La consommation énergie intelligence artificielle explose et crée un mur énergétique mondial. Data centers spatiaux, robots, dévaluation : comment investir.

IA générative et mur énergétique : data centers, consommation d'électricité et comment investir dans cette bascule
Dans cet article

La consommation énergie intelligence artificielle double tous les deux ans environ, alors que la production d’électricité hors Chine est plate depuis 2023. Donc deux courbes vont se croiser : on fabriquera bientôt plus de puissance de calcul IA qu’on ne pourra en alimenter. C’est le mur énergétique. Et derrière ce mur, il y a un transfert de richesse — actifs tangibles, énergie, tech — sur lequel tu peux te positionner dès maintenant.

L’IA générative ne se limite plus aux conversations avec ChatGPT ou aux images de Grok. Elle s’incarne dans des robots, elle s’envoie dans l’espace, et elle dévore de l’énergie à un rythme que peu d’acteurs avaient anticipé. La consommation d’énergie de l’intelligence artificielle est donc le sujet économique majeur des prochaines années. Cette révolution ne fait que commencer, et elle n’a rien d’indolore.

La consommation d’énergie de l’intelligence artificielle explose

La consommation d’énergie de l’intelligence artificielle en chiffres

Pour comprendre l’ampleur du phénomène, il faut raisonner en ordre de grandeur. En 2022, la consommation annuelle des data centers dans le monde était estimée à environ 460 TWh, soit près de 2 % de la demande mondiale d’électricité. Ce chiffre a explosé. En effet, l’Agence internationale de l’énergie estime que cette consommation pourrait dépasser les 1 000 TWh dès 2026 — l’équivalent de la consommation électrique du Japon entier.

D’où vient cette hausse ? Principalement de l’IA. Pour contextualiser : une recherche Google consomme environ 0,3 Wh d’électricité. Une requête ChatGPT en consomme 2,9 Wh, soit presque dix fois plus. Multiplie par les 9 milliards de requêtes quotidiennes des moteurs de recherche : l’IA ajouterait à elle seule 10 TWh par an, rien que pour cet usage. Et ce n’est que la partie émergée de l’iceberg.

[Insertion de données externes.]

//! Transient toast messages.

use std::rc::Rc;

use crate::page::Page;

const DISMISS_DELAY_MS: u32 = 3000;
const FADE_MS: u32 = 300;

/// Visual category of a toast message.
#[derive(Clone, Copy, Debug, PartialEq, Eq)]
pub enum ToastKind {
    Success,
    Error,
    Warning,
    Info,
}

impl ToastKind {
    fn color_classes(self) -> &'static str {
        match self {
            Self::Success => "bg-green-500 text-white",
            Self::Error => "bg-red-500 text-white",
            Self::Warning => "bg-yellow-500 text-white",
            Self::Info => "bg-blue-500 text-white",
        }
    }
}

/// Show an auto-dismissing toast in the top-right corner.
///
/// Purely visual: the element fades after three seconds and is removed
/// once the fade completes, unless something else already detached it.
pub fn show<P: Page + 'static>(page: &Rc<P>, text: &str, kind: ToastKind) {
    let toast = page.create_element("div");
    page.set_attr(
        &toast,
        "class",
        &format!(
            "fixed top-4 right-4 px-6 py-3 rounded-lg shadow-lg z-50 transform transition-all duration-300 {}",
            kind.color_classes()
        ),
    );
    page.set_text(&toast, text);
    page.append_body(&toast);

    let fade = {
        let page = Rc::clone(page);
        let toast = toast.clone();
        move || {
            page.set_style(&toast, "opacity", "0");
            page.set_style(&toast, "transform", "translateX(100%)");
            let remove = {
                let page = Rc::clone(&page);
                let toast = toast.clone();
                move || {
                    if page.contains(&toast) {
                        page.remove(&toast);
                    }
                }
            };
            let _ = page.schedule(FADE_MS, Box::new(remove));
        }
    };
    let _ = page.schedule(DISMISS_DELAY_MS, Box::new(fade));
}

#[cfg(test)]
mod tests {
    use super::*;
    use crate::page::memory::MemoryPage;

    #[test]
    fn toast_fades_then_removes_itself() {
        let page = Rc::new(MemoryPage::new());
        show(&page, "Settings saved", ToastKind::Success);

        let toast = page.query(".bg-green-500").expect("toast visible");
        assert_eq!(page.text(&toast), "Settings saved");

        page.advance(u64::from(DISMISS_DELAY_MS));
        assert_eq!(page.style(&toast, "opacity").as_deref(), Some("0"));
        assert!(page.contains(&toast));

        page.advance(u64::from(FADE_MS));
        assert!(!page.contains(&toast));
    }

    #[test]
    fn early_detach_does_not_break_removal() {
        let page = Rc::new(MemoryPage::new());
        show(&page, "going away", ToastKind::Warning);
        let toast = page.query(".bg-yellow-500").expect("toast visible");
        page.remove(&toast);
        page.advance(u64::from(DISMISS_DELAY_MS + FADE_MS));
    }

    #[test]
    fn kinds_map_to_distinct_colors() {
        let page = Rc::new(MemoryPage::new());
        show(&page, "a", ToastKind::Error);
        show(&page, "b", ToastKind::Info);
        assert!(page.query(".bg-red-500").is_some());
        assert!(page.query(".bg-blue-500").is_some());
    }
}
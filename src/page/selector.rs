//! Just enough CSS selector matching for the in-memory page.
//!
//! Covers compound selectors of tag, `#id` and `.class` parts joined by
//! descendant combinators, which is every selector the enhancement layer
//! issues. No sibling combinators, no attribute selectors, no pseudo
//! classes.

/// A parsed selector: one compound per whitespace-separated segment,
/// outermost ancestor first.
pub(super) struct Selector {
    pub(super) compounds: Vec<Compound>,
}

/// One `tag#id.class` segment.
#[derive(Default)]
pub(super) struct Compound {
    tag: Option<String>,
    id: Option<String>,
    classes: Vec<String>,
}

enum Part {
    Tag,
    Id,
    Class,
}

impl Selector {
    pub(super) fn parse(input: &str) -> Self {
        Self {
            compounds: input.split_whitespace().map(Compound::parse).collect(),
        }
    }
}

impl Compound {
    fn parse(segment: &str) -> Self {
        let mut compound = Self::default();
        let mut kind = Part::Tag;
        let mut token = String::new();
        for ch in segment.chars() {
            match ch {
                '#' | '.' => {
                    compound.push(&kind, token);
                    token = String::new();
                    kind = if ch == '#' { Part::Id } else { Part::Class };
                }
                _ => token.push(ch),
            }
        }
        compound.push(&kind, token);
        compound
    }

    fn push(&mut self, kind: &Part, token: String) {
        if token.is_empty() {
            return;
        }
        match kind {
            Part::Tag => self.tag = Some(token),
            Part::Id => self.id = Some(token),
            Part::Class => self.classes.push(token),
        }
    }

    /// Whether an element with the given tag, id and `class` attribute
    /// satisfies this compound.
    pub(super) fn matches(&self, tag: &str, id: Option<&str>, class_attr: &str) -> bool {
        if let Some(want) = &self.tag
            && want != tag
        {
            return false;
        }
        if let Some(want) = &self.id
            && id != Some(want.as_str())
        {
            return false;
        }
        self.classes
            .iter()
            .all(|class| class_attr.split_whitespace().any(|have| have == class))
    }
}
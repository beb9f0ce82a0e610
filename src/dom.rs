// Browser plumbing shared by the wasm-facing modules

use wasm_bindgen::JsCast;
use wasm_bindgen::closure::Closure;
use wasm_bindgen::prelude::*;
use wasm_bindgen_futures::JsFuture;
use web_sys::{Document, Request, Response, Window};

/// Retrieve the global `window` object.
///
/// # Panics
/// Panics if executed outside of a browser context where `window` is unavailable.
#[must_use]
pub fn window() -> Window {
    web_sys::window().expect("`window` should be available in web context")
}

/// Retrieve the document object for DOM interactions.
///
/// # Panics
/// Panics when the document cannot be accessed from the current browser window.
#[must_use]
pub fn document() -> Document {
    window()
        .document()
        .expect("`document` should exist in browser context")
}

/// Convert a JavaScript value into a readable string for error reporting.
#[must_use]
pub fn js_error_message(value: &JsValue) -> String {
    value
        .as_string()
        .or_else(|| {
            value
                .dyn_ref::<js_sys::Error>()
                .map(|err| err.message().into())
        })
        .unwrap_or_else(|| format!("{value:?}"))
}

/// Log an error message to the browser console.
pub fn console_error(message: &str) {
    web_sys::console::error_1(&JsValue::from(message));
}

/// Run `callback` once the DOM has been parsed, or immediately if the
/// document is already interactive or complete.
pub fn on_document_ready(callback: impl FnOnce() + 'static) {
    let doc = document();
    if doc.ready_state() == "loading" {
        let once = Closure::once(callback);
        if let Err(err) =
            doc.add_event_listener_with_callback("DOMContentLoaded", once.as_ref().unchecked_ref())
        {
            console_error(&format!(
                "Failed to defer startup to DOMContentLoaded: {}",
                js_error_message(&err)
            ));
        }
        once.forget();
    } else {
        callback();
    }
}

/// Schedule a one-shot callback after `delay_ms` milliseconds.
///
/// Returns the timer handle for [`clear_timeout`], or `None` when the
/// timer could not be scheduled.
pub fn set_timeout(callback: impl FnOnce() + 'static, delay_ms: i32) -> Option<i32> {
    let once = Closure::once(callback);
    let scheduled = window()
        .set_timeout_with_callback_and_timeout_and_arguments_0(
            once.as_ref().unchecked_ref(),
            delay_ms,
        );
    once.forget();
    match scheduled {
        Ok(id) => Some(id),
        Err(err) => {
            console_error(&format!(
                "Failed to schedule deferred callback: {}",
                js_error_message(&err)
            ));
            None
        }
    }
}

/// Cancel a timer previously returned by [`set_timeout`].
pub fn clear_timeout(id: i32) {
    window().clear_timeout_with_handle(id);
}

/// Perform a fetch request and return the browser `Response`.
///
/// # Errors
/// Returns an error if the fetch request fails or the response cannot be converted to `Response`.
#[allow(clippy::future_not_send)] // Wasm futures rely on `JsFuture`, which is not `Send`.
pub async fn fetch(request: &Request) -> Result<Response, JsValue> {
    let resp_value = JsFuture::from(window().fetch_with_request(request)).await?;
    resp_value.dyn_into::<Response>()
}
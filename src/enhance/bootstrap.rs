//! First-stage accessibility bootstrap.
//!
//! Injects the skip link, resolves the main-content landmark, creates the
//! live region, and opts navigation targets into the keyboard tab order.
//! Missing page structure is expected (these scripts run on every page of
//! the site) and degrades each step to a no-op.

use std::rc::Rc;

use crate::a11y;
use crate::announcer::LIVE_REGION_ID;
use crate::page::Page;

const CRITICAL_CSS_ID: &str = "a11y-critical-css";
const MAIN_CONTENT_ID: &str = "main-content";

/// Install the page-wide accessibility scaffolding. Idempotent.
pub fn install<P: Page>(page: &Rc<P>) {
    inject_critical_css(page);
    inject_skip_link(page);
    resolve_main_landmark(page);
    ensure_live_region(page);
    normalize_focusability(page);
}

fn inject_critical_css<P: Page>(page: &Rc<P>) {
    if page.by_id(CRITICAL_CSS_ID).is_some() {
        return;
    }
    let style = page.create_element("style");
    page.set_attr(&style, "id", CRITICAL_CSS_ID);
    page.set_text(&style, a11y::critical_css());
    page.append_body(&style);
}

fn inject_skip_link<P: Page>(page: &Rc<P>) {
    if page.query(".skip-link").is_some() {
        return;
    }
    let link = page.create_element("a");
    page.set_attr(&link, "href", "#main-content");
    page.set_attr(&link, "class", "skip-link");
    page.set_text(&link, "Skip to main content");
    page.prepend_body(&link);
}

/// Prefer an element already carrying the canonical id; otherwise promote
/// the class-selected fallback by assigning it the id. Pages with neither
/// stay untouched.
fn resolve_main_landmark<P: Page>(page: &Rc<P>) {
    let Some(main) = page
        .by_id(MAIN_CONTENT_ID)
        .or_else(|| page.query(".main-content"))
    else {
        return;
    };
    if page.attr(&main, "id").is_none() {
        page.set_attr(&main, "id", MAIN_CONTENT_ID);
    }
}

fn ensure_live_region<P: Page>(page: &Rc<P>) {
    if page.by_id(LIVE_REGION_ID).is_some() {
        return;
    }
    let region = page.create_element("div");
    page.set_attr(&region, "id", LIVE_REGION_ID);
    page.set_attr(&region, "aria-live", "polite");
    page.set_attr(&region, "aria-atomic", "true");
    page.set_attr(&region, "class", "sr-only");
    page.append_body(&region);
}

/// Opt nav links and sidebar items into the tab order, leaving elements
/// with an explicit `tabindex` alone.
fn normalize_focusability<P: Page>(page: &Rc<P>) {
    let nav_links = page.query_all("#common-nav a");
    let sidebar_items = page.query_all(".sidebar-item");
    for element in nav_links.into_iter().chain(sidebar_items) {
        if page.attr(&element, "tabindex").is_none() {
            page.set_attr(&element, "tabindex", "0");
        }
    }
}
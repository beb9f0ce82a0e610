//! UI-context abstraction over the document.
//!
//! The enhancement layer never touches the browser directly; it talks to a
//! [`Page`]. Wasm builds get the web-sys-backed [`browser::BrowserPage`],
//! native builds and tests get the in-memory [`memory::MemoryPage`] with a
//! manual clock.

#[cfg(target_arch = "wasm32")]
pub mod browser;
#[cfg(any(test, not(target_arch = "wasm32")))]
pub mod memory;
#[cfg(any(test, not(target_arch = "wasm32")))]
mod selector;

use std::rc::Rc;

/// Vertical scroll state sampled from the page at one instant.
///
/// Derived per event, never stored.
#[derive(Clone, Copy, Debug, Default, PartialEq)]
pub struct ScrollMetrics {
    pub scroll_top: f64,
    pub scroll_height: f64,
    pub viewport_height: f64,
}

/// The document operations the enhancement layer relies on.
///
/// Handles are cheap to clone and compare by identity, so a snapshot of
/// nodes taken at initialization can later be checked against the focused
/// element. All methods are infallible from the caller's point of view:
/// anything the underlying document refuses degrades to a no-op.
pub trait Page {
    /// Handle to an element of the page.
    type Node: Clone + PartialEq;
    /// Handle to a scheduled deferred callback.
    type Timer;

    fn by_id(&self, id: &str) -> Option<Self::Node>;
    fn query(&self, selector: &str) -> Option<Self::Node>;
    fn query_all(&self, selector: &str) -> Vec<Self::Node>;

    /// Create a detached element; attach it with [`Page::prepend_body`] or
    /// [`Page::append_body`].
    fn create_element(&self, tag: &str) -> Self::Node;
    fn prepend_body(&self, node: &Self::Node);
    fn append_body(&self, node: &Self::Node);
    fn remove(&self, node: &Self::Node);
    fn contains(&self, node: &Self::Node) -> bool;

    fn attr(&self, node: &Self::Node, name: &str) -> Option<String>;
    fn set_attr(&self, node: &Self::Node, name: &str, value: &str);
    fn text(&self, node: &Self::Node) -> String;
    fn set_text(&self, node: &Self::Node, text: &str);
    fn html(&self, node: &Self::Node) -> String;
    fn set_html(&self, node: &Self::Node, html: &str);
    fn add_class(&self, node: &Self::Node, class: &str);
    fn set_style(&self, node: &Self::Node, property: &str, value: &str);

    /// Toggle `class` on the document root, returning whether it is now set.
    fn toggle_root_class(&self, class: &str) -> bool;
    fn root_has_class(&self, class: &str) -> bool;

    fn focus(&self, node: &Self::Node);
    /// Activate `node` as a user click would.
    fn activate(&self, node: &Self::Node);
    fn active_element(&self) -> Option<Self::Node>;

    fn scroll_metrics(&self) -> ScrollMetrics;

    /// Register a passive scroll listener on the viewport.
    fn on_scroll(&self, handler: Rc<dyn Fn()>);
    /// Register a document-level keydown listener. The handler receives the
    /// key name and returns whether the default action must be prevented.
    fn on_keydown(&self, handler: Rc<dyn Fn(&str) -> bool>);
    /// Register an activation (click) listener on `node`.
    fn on_activate(&self, node: &Self::Node, handler: Rc<dyn Fn()>);

    /// Schedule a one-shot deferred callback. `None` means the environment
    /// refused to schedule it.
    fn schedule(&self, delay_ms: u32, callback: Box<dyn FnOnce()>) -> Option<Self::Timer>;
    fn cancel(&self, timer: Self::Timer);
}
//! Roving keyboard navigation for the sidebar.

use std::rc::Rc;

use crate::page::Page;

const ITEM_SELECTOR: &str = "aside .sidebar-item";
const ACTIVE_ITEM_SELECTOR: &str = "aside .sidebar-item.active";

/// Install cyclic ArrowUp/ArrowDown focus traversal and Enter-to-activate
/// over the sidebar items present right now.
///
/// The item list is a one-time snapshot by contract: items added to the
/// sidebar later are not navigable. A page without sidebar items gets no
/// listener at all. Arrow keys are consumed only while focus is on a
/// snapshot member, so the rest of the page scrolls normally.
pub fn install<P: Page + 'static>(page: &Rc<P>) {
    let items = page.query_all(ITEM_SELECTOR);
    if items.is_empty() {
        return;
    }
    for item in &items {
        page.set_attr(item, "tabindex", "0");
    }
    // Mark the item the server rendered as current; not kept in sync with
    // later navigation.
    if let Some(active) = page.query(ACTIVE_ITEM_SELECTOR) {
        page.set_attr(&active, "aria-current", "page");
    }

    let handler = {
        let page = Rc::clone(page);
        move |key: &str| -> bool {
            let Some(focused) = page.active_element() else {
                return false;
            };
            let Some(index) = items.iter().position(|item| *item == focused) else {
                return false;
            };
            match key {
                "ArrowDown" | "ArrowUp" => {
                    let next = if key == "ArrowDown" {
                        (index + 1) % items.len()
                    } else {
                        (index + items.len() - 1) % items.len()
                    };
                    page.focus(&items[next]);
                    true
                }
                "Enter" => {
                    page.activate(&focused);
                    false
                }
                _ => false,
            }
        }
    };
    page.on_keydown(Rc::new(handler));
}
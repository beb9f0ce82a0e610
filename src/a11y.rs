// Accessibility helpers

/// Get CSS for visible focus indicators and screen reader utilities.
///
/// Returns critical accessibility CSS injected during bootstrap: focus
/// ring, screen reader helper class, and the skip link's parked and
/// focused positions.
#[must_use]
pub const fn critical_css() -> &'static str {
    ":focus{outline:3px solid #2563EB;outline-offset:2px} \
     .sr-only{position:absolute;width:1px;height:1px;margin:-1px;overflow:hidden;clip:rect(0 0 0 0);white-space:nowrap;} \
     .skip-link{position:absolute;left:-999px;top:0;z-index:100;background:#fff;color:#111;padding:8px 16px;} \
     .skip-link:focus{left:8px}"
}
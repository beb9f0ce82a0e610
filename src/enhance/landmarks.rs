//! Landmark roles for structural regions.

use std::rc::Rc;

use crate::page::Page;

/// Expose the sidebar container as a labeled navigation landmark and the
/// header as the banner. Re-setting the same attribute values is
/// harmless, so no guard is needed.
pub fn install<P: Page>(page: &Rc<P>) {
    if let Some(aside) = page.query("aside") {
        page.set_attr(&aside, "role", "navigation");
        page.set_attr(&aside, "aria-label", "Sidebar navigation");
    }
    if let Some(header) = page.query("header") {
        page.set_attr(&header, "role", "banner");
    }
}

#[cfg(test)]
mod tests {
    use super::*;
    use crate::page::memory::MemoryPage;

    #[test]
    fn regions_gain_roles_when_present() {
        let page = Rc::new(MemoryPage::new());
        let aside = page.insert(&page.body(), "aside");
        let header = page.insert(&page.body(), "header");
        install(&page);
        install(&page);
        assert_eq!(page.attr(&aside, "role").as_deref(), Some("navigation"));
        assert_eq!(
            page.attr(&aside, "aria-label").as_deref(),
            Some("Sidebar navigation")
        );
        assert_eq!(page.attr(&header, "role").as_deref(), Some("banner"));
    }

    #[test]
    fn missing_regions_are_skipped() {
        let page = Rc::new(MemoryPage::new());
        install(&page);
    }
}
//! Enhancement initialization.
//!
//! Each installer is self-guarding: it queries for the element or
//! attribute it would create and no-ops when the work is already done, so
//! the whole sequence tolerates a second script inclusion. The order is
//! fixed: the accessibility bootstrap establishes the live region before
//! anything that announces through it runs.

pub mod bootstrap;
pub mod landmarks;
pub mod scroll_progress;
pub mod sidebar_nav;
pub mod theme_toggle;

use std::rc::Rc;

use crate::announcer::Announcer;
use crate::page::Page;

/// Run the full enhancement sequence and return the announcement service.
pub fn run<P: Page + 'static>(page: &Rc<P>) -> Rc<Announcer<P>> {
    bootstrap::install(page);
    let announcer = Announcer::new(Rc::clone(page));
    scroll_progress::install(page);
    theme_toggle::install(page, &announcer);
    sidebar_nav::install(page);
    tag_ripple_targets(page);
    landmarks::install(page);
    announcer
}

/// Buttons opt into the stylesheet's ripple affordance via `data-ripple`.
fn tag_ripple_targets<P: Page>(page: &Rc<P>) {
    for button in page.query_all(".btn") {
        page.set_attr(&button, "data-ripple", "");
    }
}
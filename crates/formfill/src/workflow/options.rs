use std::time::Duration;

use crate::config::Config;
use crate::donor::DonorDocument;
use crate::error::ValidationError;

/// Default confidence threshold below which mappings are dropped.
pub const DEFAULT_CONFIDENCE_THRESHOLD: f64 = 0.7;

/// Default bound on any single adapter call.
pub const DEFAULT_ADAPTER_TIMEOUT: Duration = Duration::from_secs(60);

/// Per-run options, overridable per request.
#[derive(Debug, Clone)]
pub struct RunOptions {
    /// Analysis provider hint passed to the extractors.
    pub analysis_provider: Option<String>,
    /// Confidence threshold for retained mappings.
    pub confidence_threshold: f64,
    /// Suppress already-produced artifacts from a failure response.
    pub skip_output_on_error: bool,
    /// Bound on any single adapter call.
    pub adapter_timeout: Duration,
}

impl Default for RunOptions {
    fn default() -> Self {
        Self {
            analysis_provider: None,
            confidence_threshold: DEFAULT_CONFIDENCE_THRESHOLD,
            skip_output_on_error: false,
            adapter_timeout: DEFAULT_ADAPTER_TIMEOUT,
        }
    }
}

impl RunOptions {
    /// Service-level defaults derived from configuration.
    pub fn from_config(config: &Config) -> Self {
        Self {
            analysis_provider: config.analysis_provider.clone(),
            confidence_threshold: config.confidence_threshold,
            skip_output_on_error: false,
            adapter_timeout: Duration::from_secs(config.adapter_timeout_secs),
        }
    }
}

/// One end-to-end form-plus-donor-set request.
#[derive(Debug, Clone)]
pub struct RunRequest {
    pub form_url: String,
    pub donor_documents: Vec<DonorDocument>,
    pub options: RunOptions,
}

impl RunRequest {
    pub fn new(
        form_url: impl Into<String>,
        donor_documents: Vec<DonorDocument>,
        options: RunOptions,
    ) -> Self {
        Self {
            form_url: form_url.into(),
            donor_documents,
            options,
        }
    }

    /// Rejects malformed requests before any run is created.
    pub fn validate(&self) -> Result<(), ValidationError> {
        if self.form_url.trim().is_empty() {
            return Err(ValidationError::EmptyFormUrl);
        }
        if !(0.0..=1.0).contains(&self.options.confidence_threshold) {
            return Err(ValidationError::ThresholdOutOfRange(
                self.options.confidence_threshold,
            ));
        }
        if self.options.adapter_timeout.is_zero() {
            return Err(ValidationError::ZeroTimeout);
        }
        for document in &self.donor_documents {
            if !document.path.is_file() {
                return Err(ValidationError::DonorDocumentNotFound(
                    document.path.clone(),
                ));
            }
        }
        Ok(())
    }
}

#[cfg(test)]
mod tests {
    use super::*;
    use std::io::Write;
    use std::path::PathBuf;

    #[test]
    fn test_defaults() {
        let options = RunOptions::default();
        assert_eq!(options.confidence_threshold, 0.7);
        assert_eq!(options.adapter_timeout, Duration::from_secs(60));
        assert!(!options.skip_output_on_error);
        assert!(options.analysis_provider.is_none());
    }

    #[test]
    fn test_empty_url_rejected() {
        let request = RunRequest::new("  ", vec![], RunOptions::default());
        assert!(matches!(
            request.validate(),
            Err(ValidationError::EmptyFormUrl)
        ));
    }

    #[test]
    fn test_threshold_out_of_range_rejected() {
        let mut options = RunOptions::default();
        options.confidence_threshold = 1.5;
        let request = RunRequest::new("https://example.com/form.pdf", vec![], options);
        assert!(matches!(
            request.validate(),
            Err(ValidationError::ThresholdOutOfRange(_))
        ));
    }

    #[test]
    fn test_missing_donor_document_rejected() {
        let request = RunRequest::new(
            "https://example.com/form.pdf",
            vec![DonorDocument::new(PathBuf::from(
                "/nonexistent/donor.pdf",
            ))],
            RunOptions::default(),
        );
        assert!(matches!(
            request.validate(),
            Err(ValidationError::DonorDocumentNotFound(_))
        ));
    }

    #[test]
    fn test_valid_request_passes() {
        let mut file = tempfile::NamedTempFile::with_suffix(".pdf").unwrap();
        writeln!(file, "donor").unwrap();

        let request = RunRequest::new(
            "https://example.com/form.pdf",
            vec![DonorDocument::new(file.path().to_path_buf())],
            RunOptions::default(),
        );
        assert!(request.validate().is_ok());
    }
}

Car il ne s’agit pas seulement de la phase d’inférence — ce moment où le modèle d’IA répond à tes questions. Il y a aussi la phase d’entraînement, bien plus gourmande en ressources. Pour développer des modèles toujours plus performants, les géants — Google, Microsoft, Amazon, Meta — mobilisent des fermes de processeurs graphiques (GPU) fabriqués par Nvidia. Ces fermes tournent 24 heures sur 24 pendant des semaines, voire des mois.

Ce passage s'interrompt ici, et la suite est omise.